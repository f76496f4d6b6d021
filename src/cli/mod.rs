pub mod languages;
pub mod run;
pub mod selftest;
pub mod shell;

use anyhow::{Result, bail};
use clap::{Parser, Subcommand};

use crate::executor::ExecutionResult;

#[derive(Parser)]
#[command(
    name = "codebox",
    version,
    about = "Run untrusted code snippets in disposable workspaces with deadlines and output caps"
)]
pub struct Cli {
    #[command(subcommand)]
    pub command: Commands,

    /// Enable debug logging
    #[arg(short, long, global = true)]
    pub verbose: bool,
}

#[derive(Subcommand)]
pub enum Commands {
    /// Execute a snippet from a file or inline source
    Run(run::RunArgs),

    /// Run a shell command in a persistent caller directory
    Shell(shell::ShellArgs),

    /// List registered languages and interpreter availability
    Languages,

    /// Smoke-test the executor on this machine
    Selftest,
}

/// Shared result rendering for `run` and `shell`.
pub(crate) fn print_result(result: &ExecutionResult, json: bool) -> Result<()> {
    if json {
        println!("{}", serde_json::to_string_pretty(result)?);
        return Ok(());
    }

    if !result.stdout.is_empty() {
        print!("{}", result.stdout);
    }
    if result.stdout_truncated {
        println!("[stdout truncated]");
    }
    if !result.stderr.is_empty() {
        eprint!("{}", result.stderr);
    }
    if result.stderr_truncated {
        eprintln!("[stderr truncated]");
    }

    if result.failure_kind.is_failure() {
        let detail = result
            .diagnostic
            .clone()
            .unwrap_or_else(|| format!("{:?}", result.failure_kind));
        bail!("execution failed: {}", detail);
    }

    if let Some(code) = result.exit_code
        && code != 0
    {
        eprintln!("exit code: {}", code);
    }

    Ok(())
}
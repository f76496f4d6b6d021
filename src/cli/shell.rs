use anyhow::Result;
use clap::Args;
use std::time::Duration;

use super::print_result;
use crate::config::Config;
use crate::executor::CodeExecutor;

#[derive(Args)]
pub struct ShellArgs {
    /// Command line passed to `bash -c`
    pub command: String,

    /// Caller identity; commands from the same caller share a directory
    #[arg(long)]
    pub caller: Option<String>,

    /// Deadline override in seconds
    #[arg(long)]
    pub timeout_secs: Option<u64>,

    /// Print the full result as JSON
    #[arg(long)]
    pub json: bool,
}

pub async fn run(args: ShellArgs) -> Result<()> {
    let config = Config::load()?;

    let mut executor = CodeExecutor::new(config.workspace_root_path(), &config.executor)?;
    if let Some(secs) = args.timeout_secs {
        executor = executor.with_deadline(Duration::from_secs(secs));
    }

    let result = executor
        .run_command(&args.command, args.caller.as_deref())
        .await;
    print_result(&result, args.json)
}
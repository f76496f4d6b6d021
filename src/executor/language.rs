use serde::Serialize;
use std::path::PathBuf;

/// A language the executor knows how to run.
///
/// Closed set; extending it is one `LanguageSpec` row plus a variant here,
/// never a new branch in the execution path.
#[derive(Debug, Clone, Copy, PartialEq, Eq, Hash, Serialize)]
#[serde(rename_all = "lowercase")]
pub enum Language {
    Python,
    Javascript,
    Bash,
}

/// Interpreter invocation details for one language.
#[derive(Debug, Clone)]
pub struct LanguageSpec {
    /// Display name ("Python").
    pub name: &'static str,

    /// Canonical request tag ("python").
    pub key: &'static str,

    /// Interpreter binary looked up on PATH.
    pub interpreter: &'static str,

    /// Source file extension, including the dot.
    pub extension: &'static str,

    /// Mark the source file executable before spawning.
    pub needs_exec_bit: bool,

    /// Look the interpreter up on PATH before spawning, so a missing
    /// binary yields an explicit diagnostic instead of a raw OS error.
    pub probe_before_spawn: bool,
}

static PYTHON: LanguageSpec = LanguageSpec {
    name: "Python",
    key: "python",
    interpreter: "python3",
    extension: ".py",
    needs_exec_bit: false,
    probe_before_spawn: false,
};

static JAVASCRIPT: LanguageSpec = LanguageSpec {
    name: "JavaScript",
    key: "javascript",
    interpreter: "node",
    extension: ".js",
    needs_exec_bit: false,
    probe_before_spawn: true,
};

static BASH: LanguageSpec = LanguageSpec {
    name: "Bash",
    key: "bash",
    interpreter: "bash",
    extension: ".sh",
    needs_exec_bit: true,
    probe_before_spawn: false,
};

impl Language {
    pub const ALL: [Language; 3] = [Language::Python, Language::Javascript, Language::Bash];

    /// Dispatch table lookup.
    pub fn spec(self) -> &'static LanguageSpec {
        match self {
            Language::Python => &PYTHON,
            Language::Javascript => &JAVASCRIPT,
            Language::Bash => &BASH,
        }
    }

    /// Parse a caller-supplied language tag. Case-insensitive; accepts
    /// the common "js" shorthand. Unknown tags are `None`.
    pub fn parse(tag: &str) -> Option<Language> {
        match tag.to_ascii_lowercase().as_str() {
            "python" => Some(Language::Python),
            "javascript" | "js" => Some(Language::Javascript),
            "bash" => Some(Language::Bash),
            _ => None,
        }
    }

    /// Language for a source file extension (without the dot), used by
    /// the CLI to infer the language from a file name.
    pub fn for_extension(ext: &str) -> Option<Language> {
        let dotted = format!(".{}", ext.to_ascii_lowercase());
        Language::ALL
            .into_iter()
            .find(|lang| lang.spec().extension == dotted)
    }
}

/// One row of the `languages` listing.
#[derive(Debug, Clone, Serialize)]
pub struct LanguageInfo {
    pub name: &'static str,
    pub key: &'static str,
    pub extension: &'static str,
    pub available: bool,
}

/// All registered languages with interpreter availability, probed on PATH.
pub fn supported_languages() -> Vec<LanguageInfo> {
    Language::ALL
        .into_iter()
        .map(|lang| {
            let spec = lang.spec();
            LanguageInfo {
                name: spec.name,
                key: spec.key,
                extension: spec.extension,
                available: find_in_path(spec.interpreter).is_some(),
            }
        })
        .collect()
}

/// Locate a binary on PATH.
pub fn find_in_path(binary: &str) -> Option<PathBuf> {
    let path = std::env::var_os("PATH")?;
    std::env::split_paths(&path)
        .map(|dir| dir.join(binary))
        .find(|candidate| candidate.is_file())
}

#[cfg(test)]
mod tests {
    use super::*;

    #[test]
    fn test_parse_tags() {
        assert_eq!(Language::parse("python"), Some(Language::Python));
        assert_eq!(Language::parse("PYTHON"), Some(Language::Python));
        assert_eq!(Language::parse("js"), Some(Language::Javascript));
        assert_eq!(Language::parse("javascript"), Some(Language::Javascript));
        assert_eq!(Language::parse("bash"), Some(Language::Bash));
        assert_eq!(Language::parse("ruby"), None);
        assert_eq!(Language::parse(""), None);
    }

    #[test]
    fn test_for_extension() {
        assert_eq!(Language::for_extension("py"), Some(Language::Python));
        assert_eq!(Language::for_extension("JS"), Some(Language::Javascript));
        assert_eq!(Language::for_extension("sh"), Some(Language::Bash));
        assert_eq!(Language::for_extension("rb"), None);
    }

    #[test]
    fn test_table_is_well_formed() {
        for lang in Language::ALL {
            let spec = lang.spec();
            assert!(spec.extension.starts_with('.'));
            assert!(!spec.interpreter.is_empty());
            assert_eq!(Language::parse(spec.key), Some(lang));
        }
    }

    #[test]
    fn test_listing_covers_all_languages() {
        let listing = supported_languages();
        assert_eq!(listing.len(), Language::ALL.len());
    }

    #[cfg(unix)]
    #[test]
    fn test_find_in_path_locates_sh() {
        // sh is guaranteed on any POSIX system
        assert!(find_in_path("sh").is_some());
        assert!(find_in_path("definitely-not-a-real-binary-name").is_none());
    }
}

* _Problem statement_: Retyping the data above exactly and in full is the task.

* _Result of the exercise_:
repository f76496f4d6b6d021
filename src/cli/mod.rs
pub mod languages;
pub mod run;
pub mod selftest;
pub mod shell;

use anyhow::{Result, bail};
use clap::{Parser, Subcommand};

use crate::executor::ExecutionResult;

#[derive(Parser)]
#[command(
    name = "codebox",
    version,
    about = "Run untrusted code snippets in disposable workspaces with deadlines and output caps"
)]
pub struct Cli {
    #[command(subcommand)]
    pub command: Commands,

    /// Enable debug logging
    #[arg(short, long, global = true)]
    pub verbose: bool,
}

#[derive(Subcommand)]
pub enum Commands {
    /// Execute a snippet from a file or inline source
    Run(run::RunArgs),

    /// Run a shell command in a persistent caller directory
    Shell(shell::ShellArgs),

    /// List registered languages and interpreter availability
    Languages,

    /// Smoke-test the executor on this machine
    Selftest,
}

/// Shared result rendering for `run` and `shell`.
pub(crate) fn print_result(result: &ExecutionResult, json: bool) -> Result<()> {
    if json {
        println!("{}", serde_json::to_string_pretty(result)?);
        return Ok(());
    }

    if !result.stdout.is_empty() {
        print!("{}", result.stdout);
    }
    if result.stdout_truncated {
        println!("[stdout truncated]");
    }
    if !result.stderr.is_empty() {
        eprint!("{}", result.stderr);
    }
    if result.stderr_truncated {
        eprintln!("[stderr truncated]");
    }

    if result.failure_kind.is_failure() {
        let detail = result
            .diagnostic
            .clone()
            .unwrap_or_else(|| format!("{:?}", result.failure_kind));
        bail!("execution failed: {}", detail);
    }

    if let Some(code) = result.exit_code
        && code != 0
    {
        eprintln!("exit code: {}", code);
    }

    Ok(())
}
repository f76496f4d6b6d021
filename src/cli/shell.rs
use anyhow::Result;
use clap::Args;
use std::time::Duration;

use super::print_result;
use crate::config::Config;
use crate::executor::CodeExecutor;

#[derive(Args)]
pub struct ShellArgs {
    /// Command line passed to `bash -c`
    pub command: String,

    /// Caller identity; commands from the same caller share a directory
    #[arg(long)]
    pub caller: Option<String>,

    /// Deadline override in seconds
    #[arg(long)]
    pub timeout_secs: Option<u64>,

    /// Print the full result as JSON
    #[arg(long)]
    pub json: bool,
}

pub async fn run(args: ShellArgs) -> Result<()> {
    let config = Config::load()?;

    let mut executor = CodeExecutor::new(config.workspace_root_path(), &config.executor)?;
    if let Some(secs) = args.timeout_secs {
        executor = executor.with_deadline(Duration::from_secs(secs));
    }

    let result = executor
        .run_command(&args.command, args.caller.as_deref())
        .await;
    print_result(&result, args.json)
}
repository f76496f4d6b6d021
filename src/executor/language.rs
use serde::Serialize;
use std::path::PathBuf;

/// A language the executor knows how to run.
///
/// Closed set; extending it is one `LanguageSpec` row plus a variant here,
/// never a new branch in the execution path.
#[derive(Debug, Clone, Copy, PartialEq, Eq, Hash, Serialize)]
#[serde(rename_all = "lowercase")]
pub enum Language {
    Python,
    Javascript,
    Bash,
}

/// Interpreter invocation details for one language.
#[derive(Debug, Clone)]
pub struct LanguageSpec {
    /// Display name ("Python").
    pub name: &'static str,

    /// Canonical request tag ("python").
    pub key: &'static str,

    /// Interpreter binary looked up on PATH.
    pub interpreter: &'static str,

    /// Source file extension, including the dot.
    pub extension: &'static str,

    /// Mark the source file executable before spawning.
    pub needs_exec_bit: bool,

    /// Look the interpreter up on PATH before spawning, so a missing
    /// binary yields an explicit diagnostic instead of a raw OS error.
    pub probe_before_spawn: bool,
}

static PYTHON: LanguageSpec = LanguageSpec {
    name: "Python",
    key: "python",
    interpreter: "python3",
    extension: ".py",
    needs_exec_bit: false,
    probe_before_spawn: false,
};

static JAVASCRIPT: LanguageSpec = LanguageSpec {
    name: "JavaScript",
    key: "javascript",
    interpreter: "node",
    extension: ".js",
    needs_exec_bit: false,
    probe_before_spawn: true,
};

static BASH: LanguageSpec = LanguageSpec {
    name: "Bash",
    key: "bash",
    interpreter: "bash",
    extension: ".sh",
    needs_exec_bit: true,
    probe_before_spawn: false,
};

impl Language {
    pub const ALL: [Language; 3] = [Language::Python, Language::Javascript, Language::Bash];

    /// Dispatch table lookup.
    pub fn spec(self) -> &'static LanguageSpec {
        match self {
            Language::Python => &PYTHON,
            Language::Javascript => &JAVASCRIPT,
            Language::Bash => &BASH,
        }
    }

    /// Parse a caller-supplied language tag. Case-insensitive; accepts
    /// the common "js" shorthand. Unknown tags are `None`.
    pub fn parse(tag: &str) -> Option<Language> {
        match tag.to_ascii_lowercase().as_str() {
            "python" => Some(Language::Python),
            "javascript" | "js" => Some(Language::Javascript),
            "bash" => Some(Language::Bash),
            _ => None,
        }
    }

    /// Language for a source file extension (without the dot), used by
    /// the CLI to infer the language from a file name.
    pub fn for_extension(ext: &str) -> Option<Language> {
        let dotted = format!(".{}", ext.to_ascii_lowercase());
        Language::ALL
            .into_iter()
            .find(|lang| lang.spec().extension == dotted)
    }
}

/// One row of the `languages` listing.
#[derive(Debug, Clone, Serialize)]
pub struct LanguageInfo {
    pub name: &'static str,
    pub key: &'static str,
    pub extension: &'static str,
    pub available: bool,
}

/// All registered languages with interpreter availability, probed on PATH.
pub fn supported_languages() -> Vec<LanguageInfo> {
    Language::ALL
        .into_iter()
        .map(|lang| {
            let spec = lang.spec();
            LanguageInfo {
                name: spec.name,
                key: spec.key,
                extension: spec.extension,
                available: find_in_path(spec.interpreter).is_some(),
            }
        })
        .collect()
}

/// Locate a binary on PATH.
pub fn find_in_path(binary: &str) -> Option<PathBuf> {
    let path = std::env::var_os("PATH")?;
    std::env::split_paths(&path)
        .map(|dir| dir.join(binary))
        .find(|candidate| candidate.is_file())
}

#[cfg(test)]
mod tests {
    use super::*;

    #[test]
    fn test_parse_tags() {
        assert_eq!(Language::parse("python"), Some(Language::Python));
        assert_eq!(Language::parse("PYTHON"), Some(Language::Python));
        assert_eq!(Language::parse("js"), Some(Language::Javascript));
        assert_eq!(Language::parse("javascript"), Some(Language::Javascript));
        assert_eq!(Language::parse("bash"), Some(Language::Bash));
        assert_eq!(Language::parse("ruby"), None);
        assert_eq!(Language::parse(""), None);
    }

    #[test]
    fn test_for_extension() {
        assert_eq!(Language::for_extension("py"), Some(Language::Python));
        assert_eq!(Language::for_extension("JS"), Some(Language::Javascript));
        assert_eq!(Language::for_extension("sh"), Some(Language::Bash));
        assert_eq!(Language::for_extension("rb"), None);
    }

    #[test]
    fn test_table_is_well_formed() {
        for lang in Language::ALL {
            let spec = lang.spec();
            assert!(spec.extension.starts_with('.'));
            assert!(!spec.interpreter.is_empty());
            assert_eq!(Language::parse(spec.key), Some(lang));
        }
    }

    #[test]
    fn test_listing_covers_all_languages() {
        let listing = supported_languages();
        assert_eq!(listing.len(), Language::ALL.len());
    }

    #[cfg(unix)]
    #[test]
    fn test_find_in_path_locates_sh() {
        // sh is guaranteed on any POSIX system
        assert!(find_in_path("sh").is_some());
        assert!(find_in_path("definitely-not-a-real-binary-name").is_none());
    }
}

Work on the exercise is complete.